Arbery's death also brings up memories of a case that put Stewart in the national spotlight in 2015—a case that was largely defined by video of the incident at issue. Stewart negotiated a $6.5 million settlement with the city of North Charleston, South Carolina, for the family of Walter Scott, who was killed by a police officer.
In that case, the officer blamed Scott for fighting over a taser. But the officer was arrested—and later pleaded guilty—after a video of the shooting was released on social media. The video showed Scott running away, and the officer shooting him in the back. The officer then radioed a colleague to say he shot someone who was trying to take his taser. The officer is shown walking to the body and planting his taser on the ground.

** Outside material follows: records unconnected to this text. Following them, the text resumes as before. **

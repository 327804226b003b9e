//! Working-tree inspection for review context and dev-story recovery.
//!
//! Review prompts need a diff of what the story actually touched; when a
//! dev-story reply fails schema validation, the set of modified files is
//! recovered from the working tree so review can still proceed.

use std::path::Path;

use anyhow::{Context, Result};
use git2::{DiffFormat, DiffOptions, Repository, StatusOptions};

pub struct GitWorkspace {
    repo: Repository,
}

impl GitWorkspace {
    pub fn open(project_dir: &Path) -> Result<Self> {
        let repo = Repository::open(project_dir).context("Failed to open git repository")?;
        Ok(Self { repo })
    }

    /// Paths of files that differ from HEAD/index, including untracked.
    pub fn modified_files(&self) -> Result<Vec<String>> {
        let mut opts = StatusOptions::new();
        opts.include_untracked(true).recurse_untracked_dirs(true);
        let statuses = self
            .repo
            .statuses(Some(&mut opts))
            .context("Failed to read git statuses")?;

        let mut files = Vec::new();
        for entry in statuses.iter() {
            if entry.status().is_ignored() {
                continue;
            }
            if let Some(path) = entry.path() {
                files.push(path.to_string());
            }
        }
        Ok(files)
    }

    fn build_diff(&self, paths: Option<&[String]>) -> Result<git2::Diff<'_>> {
        let mut opts = DiffOptions::new();
        opts.include_untracked(true).show_untracked_content(true);
        if let Some(paths) = paths {
            for path in paths {
                opts.pathspec(path);
            }
        }
        self.repo
            .diff_index_to_workdir(None, Some(&mut opts))
            .context("Failed to compute workdir diff")
    }

    /// Unified diff text, optionally scoped to the given paths.
    pub fn diff_text(&self, paths: Option<&[String]>) -> Result<String> {
        let diff = self.build_diff(paths)?;
        let mut text = String::new();
        diff.print(DiffFormat::Patch, |_delta, _hunk, line| {
            match line.origin() {
                '+' | '-' | ' ' => text.push(line.origin()),
                _ => {}
            }
            text.push_str(std::str::from_utf8(line.content()).unwrap_or(""));
            true
        })
        .context("Failed to render diff")?;
        Ok(text)
    }

    /// File-level stat summary, one line per changed file.
    pub fn diff_stat(&self) -> Result<String> {
        let diff = self.build_diff(None)?;
        let stats = diff.stats().context("Failed to compute diff stats")?;
        let buf = stats
            .to_buf(git2::DiffStatsFormat::FULL, 80)
            .context("Failed to render diff stats")?;
        Ok(buf.as_str().unwrap_or("").to_string())
    }
}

As with the Scott shooting, no arrests were made for Arbery's death until after a video of the shooting went viral on the internet. And in both cases, police initially blamed the victim, Stewart said. Scott was blamed for running away from an approaching officer. His family believed he ran because he knew he had an outstanding arrest warrant for unpaid child support.
Arbery was called a burglary suspect by one of the prosecutors—who later recused himself and was replaced, and is now the subject of a Georgia Bureau of Investigation inquiry. But the video showed Arbery unarmed and jogging down a road, being confronted by two men with guns, struggling with one of them and being shot.
"All too often, African Americans get justice by video," Stewart said during a rally Wednesday that he attended with Merritt. "And that is not just immoral and improper and illegal, that is not justice."